◆ **Problem to work on**
Retype all of the records shown beneath this task, exactly as they stand.

Recorded data:
::::
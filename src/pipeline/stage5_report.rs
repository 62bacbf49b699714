use std::fs::File;
use std::io::{BufWriter, Write};
use std::path::{Path, PathBuf};

use crate::error::PitchError;
use crate::model::narrative::Narrative;
use crate::model::outcome::ArtifactPaths;
use crate::model::scores::ScoreSet;
use crate::pipeline::stage2_scores::TextStats;
use crate::report::json::{SummaryData, render_summary_json};
use crate::report::pdf::{PdfReport, write_pdf_report};

pub const PDF_FILE: &str = "Pitch_Report.pdf";
pub const SUMMARY_FILE: &str = "summary.json";
pub const REPORT_TEXT_FILE: &str = "report.txt";

#[derive(Debug, Clone)]
pub struct Stage5Input<'a> {
    pub stats: &'a TextStats,
    pub scores: &'a ScoreSet,
    pub narrative: &'a Narrative,
    pub report_text: &'a str,
    pub bar_chart: &'a Path,
    pub radar_chart: &'a Path,
    pub timestamp: &'a str,
    pub write_summary: bool,
}

#[derive(Debug)]
pub struct Stage5Output {
    pub pdf: PathBuf,
}

pub fn write_reports(input: &Stage5Input<'_>, out_dir: &Path) -> Result<Stage5Output, PitchError> {
    let pdf = out_dir.join(PDF_FILE);
    write_pdf_report(
        &pdf,
        &PdfReport {
            scores: input.scores,
            timestamp: input.timestamp,
            report_text: input.report_text,
        },
    )?;
    tracing::debug!(path = %pdf.display(), "PDF report written");

    if input.write_summary {
        let artifacts = ArtifactPaths {
            bar_chart: input.bar_chart.to_path_buf(),
            radar_chart: input.radar_chart.to_path_buf(),
            pdf: pdf.clone(),
        };
        let summary = SummaryData {
            tool: env!("CARGO_PKG_NAME"),
            version: env!("CARGO_PKG_VERSION"),
            generated_at: input.timestamp,
            input: input.stats.into(),
            scores: input.scores,
            narrative: input.narrative,
            artifacts: &artifacts,
        };
        write_text(&out_dir.join(SUMMARY_FILE), &render_summary_json(&summary)?)?;
        write_text(&out_dir.join(REPORT_TEXT_FILE), input.report_text)?;
    }

    Ok(Stage5Output { pdf })
}

fn write_text(path: &Path, contents: &str) -> Result<(), PitchError> {
    let ctx = || format!("writing {}", path.display());
    let mut w = BufWriter::new(File::create(path).map_err(|e| PitchError::io(ctx(), e))?);
    w.write_all(contents.as_bytes())
        .and_then(|_| w.flush())
        .map_err(|e| PitchError::io(ctx(), e))?;
    Ok(())
}

#[cfg(test)]
#[path = "../../tests/src_inline/pipeline/stage5_report.rs"]
mod tests;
::::
◆ **Answer area**
filename src/pipeline/stage5_report.rs
repository 62bacbf49b699714
use std::fs::File;
use std::io::{BufWriter, Write};
use std::path::{Path, PathBuf};

use crate::error::PitchError;
use crate::model::narrative::Narrative;
use crate::model::outcome::ArtifactPaths;
use crate::model::scores::ScoreSet;
use crate::pipeline::stage2_scores::TextStats;
use crate::report::json::{SummaryData, render_summary_json};
use crate::report::pdf::{PdfReport, write_pdf_report};

pub const PDF_FILE: &str = "Pitch_Report.pdf";
pub const SUMMARY_FILE: &str = "summary.json";
pub const REPORT_TEXT_FILE: &str = "report.txt";

#[derive(Debug, Clone)]
pub struct Stage5Input<'a> {
    pub stats: &'a TextStats,
    pub scores: &'a ScoreSet,
    pub narrative: &'a Narrative,
    pub report_text: &'a str,
    pub bar_chart: &'a Path,
    pub radar_chart: &'a Path,
    pub timestamp: &'a str,
    pub write_summary: bool,
}

#[derive(Debug)]
pub struct Stage5Output {
    pub pdf: PathBuf,
}

pub fn write_reports(input: &Stage5Input<'_>, out_dir: &Path) -> Result<Stage5Output, PitchError> {
    let pdf = out_dir.join(PDF_FILE);
    write_pdf_report(
        &pdf,
        &PdfReport {
            scores: input.scores,
            timestamp: input.timestamp,
            report_text: input.report_text,
        },
    )?;
    tracing::debug!(path = %pdf.display(), "PDF report written");

    if input.write_summary {
        let artifacts = ArtifactPaths {
            bar_chart: input.bar_chart.to_path_buf(),
            radar_chart: input.radar_chart.to_path_buf(),
            pdf: pdf.clone(),
        };
        let summary = SummaryData {
            tool: env!("CARGO_PKG_NAME"),
            version: env!("CARGO_PKG_VERSION"),
            generated_at: input.timestamp,
            input: input.stats.into(),
            scores: input.scores,
            narrative: input.narrative,
            artifacts: &artifacts,
        };
        write_text(&out_dir.join(SUMMARY_FILE), &render_summary_json(&summary)?)?;
        write_text(&out_dir.join(REPORT_TEXT_FILE), input.report_text)?;
    }

    Ok(Stage5Output { pdf })
}

fn write_text(path: &Path, contents: &str) -> Result<(), PitchError> {
    let ctx = || format!("writing {}", path.display());
    let mut w = BufWriter::new(File::create(path).map_err(|e| PitchError::io(ctx(), e))?);
    w.write_all(contents.as_bytes())
        .and_then(|_| w.flush())
        .map_err(|e| PitchError::io(ctx(), e))?;
    Ok(())
}

#[cfg(test)]
#[path = "../../tests/src_inline/pipeline/stage5_report.rs"]
mod tests;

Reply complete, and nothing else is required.